Many people already beyond retirement age will attest to the overall lack of information and financial products available that would help them manage their nest eggs. Those who have hit that so-called "retirement inflexion point" are finding that most financial-service marketers have been slow in converting their products from a wealth-building to a wealth-management mode. In fact, the financial service industry has done very little to address retirees, says Robert Powell, director of Dalbar, Inc., a financial services consulting firm in Boston. "Companies are desirous of attracting this market, but I don't see the follow-through: the large-type prospectuses or a special group of sales or marketing personnel to cater to the retired market."
However, some companies are blazing trails into the emerging nest-egg management field - some through partnerships with established senior-trusted brands. Charles Schwab & Co. recently announced a strategic alliance with SeniorNet, a nonprofit group dedicated to teaching seniors how to use computers and the Internet.
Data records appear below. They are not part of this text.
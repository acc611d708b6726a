// This file is part of the terraform-provider-spotinst project
//
// Copyright (C) The terraform-provider-spotinst Authors, 2026.
//
// Licensed under the Apache License, Version 2.0 (the "License")
// you may not use this file except in compliance with the License.
// You may obtain a copy of the License at
//
//     http://www.apache.org/licenses/LICENSE-2.0
//
// Unless required by applicable law or agreed to in writing, software
// distributed under the License is distributed on an "AS IS" BASIS,
// WITHOUT WARRANTIES OR CONDITIONS OF ANY KIND, either express or implied.
// See the License for the specific language governing permissions and
// limitations under the License.

use std::collections::BTreeMap;

use serde::{Deserialize, Serialize};
use tf_provider::value::{self, Value, ValueBool, ValueList, ValueNumber};

use crate::elastigroup::TagState;
use crate::fields::pending_attributes;
use crate::utils::{default_if_null, resolve};

/// State of a `spotinst_mrscaler_aws`
#[derive(Debug, Clone, PartialEq, Serialize, Deserialize, Default)]
pub struct ScalerState {
    pub id: Value<String>,
    pub name: Value<String>,
    pub description: Value<String>,
    pub region: Value<String>,
    pub strategy: Value<String>,
    pub cluster_id: Value<String>,
    pub output_cluster_id: Value<String>,
    pub availability_zones: ValueList<Value<String>>,

    pub release_label: Value<String>,
    pub retries: ValueNumber,
    #[serde(with = "value::serde_as_vec")]
    pub provisioning_timeout: Value<ProvisioningTimeoutState>,

    pub log_uri: Value<String>,
    pub additional_info: Value<String>,
    pub job_flow_role: Value<String>,
    pub service_role: Value<String>,
    pub security_config: Value<String>,
    pub termination_protected: ValueBool,
    pub keep_job_flow_alive: ValueBool,
    pub visible_to_all_users: ValueBool,

    pub master_instance_types: ValueList<Value<String>>,
    pub master_lifecycle: Value<String>,
    pub master_ebs_optimized: ValueBool,
    pub master_ebs_block_device: ValueList<Value<EbsBlockDeviceState>>,
    pub master_target: ValueNumber,

    pub core_instance_types: ValueList<Value<String>>,
    pub core_lifecycle: Value<String>,
    pub core_ebs_optimized: ValueBool,
    pub core_ebs_block_device: ValueList<Value<EbsBlockDeviceState>>,
    pub core_min_size: ValueNumber,
    pub core_max_size: ValueNumber,
    pub core_desired_capacity: ValueNumber,

    pub task_instance_types: ValueList<Value<String>>,
    pub task_lifecycle: Value<String>,
    pub task_ebs_optimized: ValueBool,
    pub task_ebs_block_device: ValueList<Value<EbsBlockDeviceState>>,
    pub task_min_size: ValueNumber,
    pub task_max_size: ValueNumber,
    pub task_desired_capacity: ValueNumber,

    pub tags: ValueList<Value<TagState>>,

    pub custom_ami_id: Value<String>,
    pub repo_upgrade_on_boot: Value<String>,
    pub ec2_key_name: Value<String>,
    pub ebs_root_volume_size: ValueNumber,
    pub managed_primary_security_group: Value<String>,
    pub managed_replica_security_group: Value<String>,
    pub service_access_security_group: Value<String>,
    pub additional_primary_security_groups: ValueList<Value<String>>,
    pub additional_replica_security_groups: ValueList<Value<String>>,
    pub applications: ValueList<Value<ApplicationState>>,
    pub steps_file: ValueList<Value<S3FileState>>,
    pub configurations_file: ValueList<Value<S3FileState>>,
    pub bootstrap_actions_file: ValueList<Value<S3FileState>>,

    pub task_scaling_up_policy: ValueList<Value<ScalingPolicyState>>,
    pub task_scaling_down_policy: ValueList<Value<ScalingPolicyState>>,
    pub core_scaling_up_policy: ValueList<Value<ScalingPolicyState>>,
    pub core_scaling_down_policy: ValueList<Value<ScalingPolicyState>>,

    pub scheduled_task: ValueList<Value<ScheduledTaskState>>,
}

#[derive(Debug, Clone, PartialEq, Eq, Serialize, Deserialize, Default)]
pub struct ProvisioningTimeoutState {
    pub timeout: ValueNumber,
    pub timeout_action: Value<String>,
}

#[derive(Debug, Clone, PartialEq, Eq, Serialize, Deserialize, Default)]
pub struct EbsBlockDeviceState {
    pub volumes_per_instance: ValueNumber,
    pub volume_type: Value<String>,
    pub size_in_gb: ValueNumber,
    pub iops: ValueNumber,
}

#[derive(Debug, Clone, PartialEq, Eq, Serialize, Deserialize, Default)]
pub struct ApplicationState {
    pub name: Value<String>,
    pub version: Value<String>,
    pub args: ValueList<Value<String>>,
}

#[derive(Debug, Clone, PartialEq, Eq, Serialize, Deserialize, Default)]
pub struct S3FileState {
    pub bucket: Value<String>,
    pub key: Value<String>,
}

#[derive(Debug, Clone, PartialEq, Serialize, Deserialize, Default)]
pub struct ScalingPolicyState {
    pub policy_name: Value<String>,
    pub metric_name: Value<String>,
    pub namespace: Value<String>,
    pub statistic: Value<String>,
    pub unit: Value<String>,
    pub threshold: Value<f64>,
    pub period: ValueNumber,
    pub evaluation_periods: ValueNumber,
    pub cooldown: ValueNumber,
    pub operator: Value<String>,
    pub dimensions: Value<BTreeMap<String, Value<String>>>,
    pub action_type: Value<String>,
    pub adjustment: Value<String>,
    pub min_target_capacity: Value<String>,
    pub max_target_capacity: Value<String>,
    pub target: Value<String>,
    pub minimum: Value<String>,
    pub maximum: Value<String>,
}

#[derive(Debug, Clone, PartialEq, Eq, Serialize, Deserialize, Default)]
pub struct ScheduledTaskState {
    pub is_enabled: ValueBool,
    pub task_type: Value<String>,
    pub instance_group_type: Value<String>,
    pub cron: Value<String>,
    pub desired_capacity: ValueNumber,
    pub min_capacity: ValueNumber,
    pub max_capacity: ValueNumber,
}

pending_attributes!(ScalerState {
    id,
    name,
    description,
    region,
    strategy,
    cluster_id,
    output_cluster_id,
    availability_zones,
    release_label,
    retries,
    provisioning_timeout,
    log_uri,
    additional_info,
    job_flow_role,
    service_role,
    security_config,
    termination_protected,
    keep_job_flow_alive,
    visible_to_all_users,
    master_instance_types,
    master_lifecycle,
    master_ebs_optimized,
    master_ebs_block_device,
    master_target,
    core_instance_types,
    core_lifecycle,
    core_ebs_optimized,
    core_ebs_block_device,
    core_min_size,
    core_max_size,
    core_desired_capacity,
    task_instance_types,
    task_lifecycle,
    task_ebs_optimized,
    task_ebs_block_device,
    task_min_size,
    task_max_size,
    task_desired_capacity,
    tags,
    custom_ami_id,
    repo_upgrade_on_boot,
    ec2_key_name,
    ebs_root_volume_size,
    managed_primary_security_group,
    managed_replica_security_group,
    service_access_security_group,
    additional_primary_security_groups,
    additional_replica_security_groups,
    applications,
    steps_file,
    configurations_file,
    bootstrap_actions_file,
    task_scaling_up_policy,
    task_scaling_down_policy,
    core_scaling_up_policy,
    core_scaling_down_policy,
    scheduled_task,
});

pending_attributes!(ProvisioningTimeoutState {
    timeout,
    timeout_action,
});

pending_attributes!(EbsBlockDeviceState {
    volumes_per_instance,
    volume_type,
    size_in_gb,
    iops,
});

pending_attributes!(ApplicationState {
    name,
    version,
    args,
});

pending_attributes!(S3FileState { bucket, key });

pending_attributes!(ScalingPolicyState {
    policy_name,
    metric_name,
    namespace,
    statistic,
    unit,
    threshold,
    period,
    evaluation_periods,
    cooldown,
    operator,
    dimensions,
    action_type,
    adjustment,
    min_target_capacity,
    max_target_capacity,
    target,
    minimum,
    maximum,
});

pending_attributes!(ScheduledTaskState {
    is_enabled,
    task_type,
    instance_group_type,
    cron,
    desired_capacity,
    min_capacity,
    max_capacity,
});

/// How the EMR cluster behind the scaler is obtained
#[derive(Debug, Clone, Copy, PartialEq, Eq)]
pub enum Strategy {
    New,
    Clone,
    Wrap,
}

impl Strategy {
    pub const NAMES: [&'static str; 3] = ["new", "clone", "wrap"];

    pub fn parse(name: &str) -> Option<Self> {
        match name {
            "new" => Some(Strategy::New),
            "clone" => Some(Strategy::Clone),
            "wrap" => Some(Strategy::Wrap),
            _ => None,
        }
    }

    pub fn name(self) -> &'static str {
        match self {
            Strategy::New => "new",
            Strategy::Clone => "clone",
            Strategy::Wrap => "wrap",
        }
    }
}

impl ScalerState {
    pub fn strategy(&self) -> Option<Strategy> {
        self.strategy.as_deref_option().and_then(Strategy::parse)
    }

    pub fn resolve_unknowns(&mut self, remote: &ScalerState) {
        resolve(&mut self.id, &remote.id);
        resolve(&mut self.output_cluster_id, &remote.output_cluster_id);
    }
    /// Apply the defaults of the optional attributes of the nested blocks
    pub fn apply_defaults(&mut self) {
        if let Value::Value(tasks) = &mut self.scheduled_task {
            for task in tasks.iter_mut() {
                if let Value::Value(task) = task {
                    default_if_null(&mut task.is_enabled, || true);
                }
            }
        }
    }
}

#[cfg(test)]
mod tests {
    use super::*;

    #[test]
    fn strategies() {
        for name in Strategy::NAMES {
            assert_eq!(Strategy::parse(name).map(Strategy::name), Some(name));
        }
        assert_eq!(Strategy::parse("copy"), None);

        let state = ScalerState {
            strategy: Value::Value("wrap".to_owned()),
            ..Default::default()
        };
        assert_eq!(state.strategy(), Some(Strategy::Wrap));
        assert_eq!(ScalerState::default().strategy(), None);
    }

    #[test]
    fn scheduled_tasks_are_enabled_by_default() {
        let task = |is_enabled| {
            Value::Value(ScheduledTaskState {
                is_enabled,
                task_type: Value::Value("setCapacity".to_owned()),
                ..Default::default()
            })
        };
        let mut state = ScalerState {
            scheduled_task: Value::Value(vec![
                task(Value::Null),
                task(Value::Value(false)),
                task(Value::Unknown),
            ]),
            ..Default::default()
        };
        state.apply_defaults();

        let enabled: Vec<_> = state
            .scheduled_task
            .as_ref_option()
            .unwrap()
            .iter()
            .flatten()
            .map(|task| task.is_enabled.clone())
            .collect();
        assert_eq!(
            enabled,
            vec![Value::Value(true), Value::Value(false), Value::Unknown]
        );

        let mut state = ScalerState::default();
        state.apply_defaults();
        assert!(state.scheduled_task.is_null());
    }
}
Schwab will work with the group to provide Web investing seminars and information to SeniorNet members through the organization's learning centers, and will help develop content and tools for SeniorNet's Web site. Merrill Lynch is also providing sponsored financial content for thirdage.com, a senior-oriented Web site, says spokesperson Wendell Collins. In addition, Merrill Lynch formed the Retired and Assistive Client Services Group earlier this year in order to focus on the unique needs of today's growing number of seniors, she adds.
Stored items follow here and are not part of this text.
// This file is part of the terraform-provider-spotinst project
//
// Copyright (C) The terraform-provider-spotinst Authors, 2026.
//
// Licensed under the Apache License, Version 2.0 (the "License")
// you may not use this file except in compliance with the License.
// You may obtain a copy of the License at
//
//     http://www.apache.org/licenses/LICENSE-2.0
//
// Unless required by applicable law or agreed to in writing, software
// distributed under the License is distributed on an "AS IS" BASIS,
// WITHOUT WARRANTIES OR CONDITIONS OF ANY KIND, either express or implied.
// See the License for the specific language governing permissions and
// limitations under the License.

//! `spotinst_aws_elastigroup` resource

use async_trait::async_trait;
use tf_provider::{map, AttributePath, Diagnostics, Resource};
use tf_provider::schema::{AttributeType, Description, Schema};
use tf_provider::value::{Value, ValueEmpty};

use crate::client::elastigroup::Group;
use crate::fields::{computed, Fields};
use crate::launch_configuration;
use crate::provider::{configured_client, SharedClient};

mod fields;
mod state;

pub use fields::ORIENTATIONS;
pub use state::{GroupState, TagState};

pub struct GroupResource {
    client: SharedClient,
    fields: Fields<GroupState, Group>,
}

impl GroupResource {
    pub fn new(client: SharedClient) -> Self {
        let mut fields = fields::fields();
        fields.extend(launch_configuration::fields());
        Self { client, fields }
    }

    pub fn fields(&self) -> &Fields<GroupState, Group> {
        &self.fields
    }

    /// Flatten an API response, reporting field errors as warnings
    ///
    /// Used after the group has been created or updated: failing there would lose track of it.
    fn remote_state(&self, diags: &mut Diagnostics, id: String, group: &Group) -> GroupState {
        let mut remote = GroupState {
            id: Value::Value(id),
            ..Default::default()
        };
        let mut read_diags = Diagnostics::default();
        _ = self.fields.read(&mut read_diags, group, &mut remote);
        for diag in read_diags.errors {
            diags.add_warning(diag);
        }
        remote
    }
}

fn group_id(diags: &mut Diagnostics, state: &GroupState) -> Option<String> {
    match state.id.as_deref_option() {
        Some(id) if !id.is_empty() => Some(id.to_owned()),
        _ => {
            diags.error_short("Elastigroup id is not known", AttributePath::new("id"));
            None
        }
    }
}

#[async_trait]
impl Resource for GroupResource {
    type State<'a> = GroupState;
    type PrivateState<'a> = ValueEmpty;
    type ProviderMetaState<'a> = ValueEmpty;

    fn schema(&self, _diags: &mut Diagnostics) -> Option<Schema> {
        Some(Schema {
            version: 1,
            block: self.fields.block_schema(
                Description::plain("Spotinst elastigroup on AWS"),
                map! {
                    "id" => computed(AttributeType::String, "ID of the elastigroup"),
                },
            ),
        })
    }

    async fn validate<'a>(&self, diags: &mut Diagnostics, config: Self::State<'a>) -> Option<()> {
        if config.spot_percentage.is_value() && config.ondemand_count.is_value() {
            diags.error(
                "Conflicting attributes",
                "`spot_percentage` and `ondemand_count` cannot be set together",
                AttributePath::new("ondemand_count"),
            );
        }
        if let Some(risk) = config.spot_percentage.as_ref_option() {
            if !(0.0..=100.0).contains(risk) {
                diags.error(
                    "Invalid spot percentage",
                    format!("`spot_percentage` must be between 0 and 100, got {risk}"),
                    AttributePath::new("spot_percentage"),
                );
            }
        }
        if let Some(orientation) = config.orientation.as_deref_option() {
            if !ORIENTATIONS.contains(&orientation) {
                diags.error(
                    "Invalid orientation",
                    format!(
                        "`orientation` must be one of: {}, got `{orientation}`",
                        ORIENTATIONS.join(", ")
                    ),
                    AttributePath::new("orientation"),
                );
            }
        }
        for (name, value) in [
            ("max_size", &config.max_size),
            ("min_size", &config.min_size),
            ("desired_capacity", &config.desired_capacity),
        ] {
            if let Some(value) = value.as_ref_option() {
                if *value < 0 {
                    diags.error(
                        "Invalid capacity",
                        format!("`{name}` cannot be negative, got {value}"),
                        AttributePath::new(name),
                    );
                }
            }
        }

        if diags.errors.is_empty() {
            Some(())
        } else {
            None
        }
    }

    async fn read<'a>(
        &self,
        diags: &mut Diagnostics,
        state: Self::State<'a>,
        private_state: Self::PrivateState<'a>,
        _provider_meta_state: Self::ProviderMetaState<'a>,
    ) -> Option<(Self::State<'a>, Self::PrivateState<'a>)> {
        let client = configured_client(&self.client, diags).await?;
        let id = group_id(diags, &state)?;

        tracing::debug!(id = %id, "reading elastigroup");
        let group = match client.elastigroup().read(&id).await {
            Ok(group) => group,
            Err(err) => {
                diags.root_error(format!("Failed to read elastigroup {id}"), err.to_string());
                return None;
            }
        };

        let mut state = state;
        self.fields.read(diags, &group, &mut state)?;
        Some((state, private_state))
    }

    async fn plan_create<'a>(
        &self,
        _diags: &mut Diagnostics,
        proposed_state: Self::State<'a>,
        _config_state: Self::State<'a>,
        _provider_meta_state: Self::ProviderMetaState<'a>,
    ) -> Option<(Self::State<'a>, Self::PrivateState<'a>)> {
        let mut state = proposed_state;
        state.id = Value::Unknown;
        state.apply_defaults();
        state.mark_computed();
        Some((state, Default::default()))
    }

    async fn plan_update<'a>(
        &self,
        _diags: &mut Diagnostics,
        prior_state: Self::State<'a>,
        proposed_state: Self::State<'a>,
        _config_state: Self::State<'a>,
        prior_private_state: Self::PrivateState<'a>,
        _provider_meta_state: Self::ProviderMetaState<'a>,
    ) -> Option<(
        Self::State<'a>,
        Self::PrivateState<'a>,
        Vec<AttributePath>,
    )> {
        let mut state = proposed_state;
        state.id = prior_state.id.clone();
        state.apply_defaults();

        let trigger_replace = self.fields.replace_triggers(&prior_state, &state);
        if !trigger_replace.is_empty() {
            tracing::debug!(?trigger_replace, "elastigroup must be replaced");
        }
        Some((state, prior_private_state, trigger_replace))
    }

    async fn plan_destroy<'a>(
        &self,
        _diags: &mut Diagnostics,
        _prior_state: Self::State<'a>,
        prior_private_state: Self::PrivateState<'a>,
        _provider_meta_state: Self::ProviderMetaState<'a>,
    ) -> Option<Self::PrivateState<'a>> {
        Some(prior_private_state)
    }

    async fn create<'a>(
        &self,
        diags: &mut Diagnostics,
        planned_state: Self::State<'a>,
        _config_state: Self::State<'a>,
        private_state: Self::PrivateState<'a>,
        _provider_meta_state: Self::ProviderMetaState<'a>,
    ) -> Option<(Self::State<'a>, Self::PrivateState<'a>)> {
        let client = configured_client(&self.client, diags).await?;
        let request = self.fields.expand_create(diags, &planned_state)?;

        let group = match client.elastigroup().create(&request).await {
            Ok(group) => group,
            Err(err) => {
                diags.root_error("Failed to create elastigroup", err.to_string());
                return None;
            }
        };
        let Some(id) = group.id.clone() else {
            diags.root_error_short("Spotinst did not return the id of the new elastigroup");
            return None;
        };
        tracing::debug!(id = %id, "elastigroup created");

        let remote = self.remote_state(diags, id, &group);
        let mut state = planned_state;
        state.resolve_unknowns(&remote);
        Some((state, private_state))
    }

    async fn update<'a>(
        &self,
        diags: &mut Diagnostics,
        prior_state: Self::State<'a>,
        planned_state: Self::State<'a>,
        _config_state: Self::State<'a>,
        private_state: Self::PrivateState<'a>,
        _provider_meta_state: Self::ProviderMetaState<'a>,
    ) -> Option<(Self::State<'a>, Self::PrivateState<'a>)> {
        let client = configured_client(&self.client, diags).await?;
        let id = group_id(diags, &prior_state)?;
        let request = self.fields.expand_update(diags, &planned_state)?;

        let group = match client.elastigroup().update(&id, &request).await {
            Ok(group) => group,
            Err(err) => {
                diags.root_error(format!("Failed to update elastigroup {id}"), err.to_string());
                return None;
            }
        };

        let remote = self.remote_state(diags, id, &group);
        let mut state = planned_state;
        state.id = prior_state.id;
        state.resolve_unknowns(&remote);
        Some((state, private_state))
    }

    async fn destroy<'a>(
        &self,
        diags: &mut Diagnostics,
        state: Self::State<'a>,
        _planned_private_state: Self::PrivateState<'a>,
        _provider_meta_state: Self::ProviderMetaState<'a>,
    ) -> Option<()> {
        let client = configured_client(&self.client, diags).await?;
        let id = group_id(diags, &state)?;

        match client.elastigroup().delete(&id).await {
            Ok(()) => Some(()),
            Err(err) if err.is_not_found() => {
                tracing::debug!(id = %id, "elastigroup already deleted");
                Some(())
            }
            Err(err) => {
                diags.root_error(format!("Failed to delete elastigroup {id}"), err.to_string());
                None
            }
        }
    }

    async fn import<'a>(
        &self,
        diags: &mut Diagnostics,
        id: String,
    ) -> Option<(Self::State<'a>, Self::PrivateState<'a>)> {
        let client = configured_client(&self.client, diags).await?;

        let group = match client.elastigroup().read(&id).await {
            Ok(group) => group,
            Err(err) => {
                diags.root_error(format!("Failed to import elastigroup {id}"), err.to_string());
                return None;
            }
        };

        let mut state = GroupState {
            id: Value::Value(id),
            ..Default::default()
        };
        self.fields.read(diags, &group, &mut state)?;
        Some((state, Default::default()))
    }
}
Recently, T. Rowe Price (TRP) introduced a service called the Retirement Income Manager aimed at helping retirees plan for future income needs. By analyzing clients' financial priorities - whether they want to max out their income, for example, or leave a little something for their heirs - as well as hundreds of market-return variables, the program estimates how much money a person can safely take out of a retirement account each month. It also calculates the likelihood of outliving one's assets. The recommendations are then reviewed by TRP financial planners, and the result is a plan with a 70 percent or greater chance of being sustained throughout retirement, TRP says. The program's $500 cost includes an annual review for those who sign TRP on as their retirement strategy advisor, and is targeted to younger retirees who've saved from $250,000 to $1 million, according to TRP spokesperson Rowena Itchon. "Over that range, somebody who has large assets is more likely to go to a [certified] financial planner. But in the mid-range, they're probably underserved. This would be an appropriate service for them."
Not all planners agree that withdrawing a monthly set-dollar amount is the best strategy for long-term retirement planning, however. Traditional income distribution methods - taking systematic withdrawals from stocks and mutual funds - can work against investors if the market happens to be down come withdrawal time, says Heywood Sloane, principal with the Diversified Services Group in Wayne, Pennsylvania. And given the lack of income to replenish losses, retired investors aren't in a very good position to weather stock market volatility.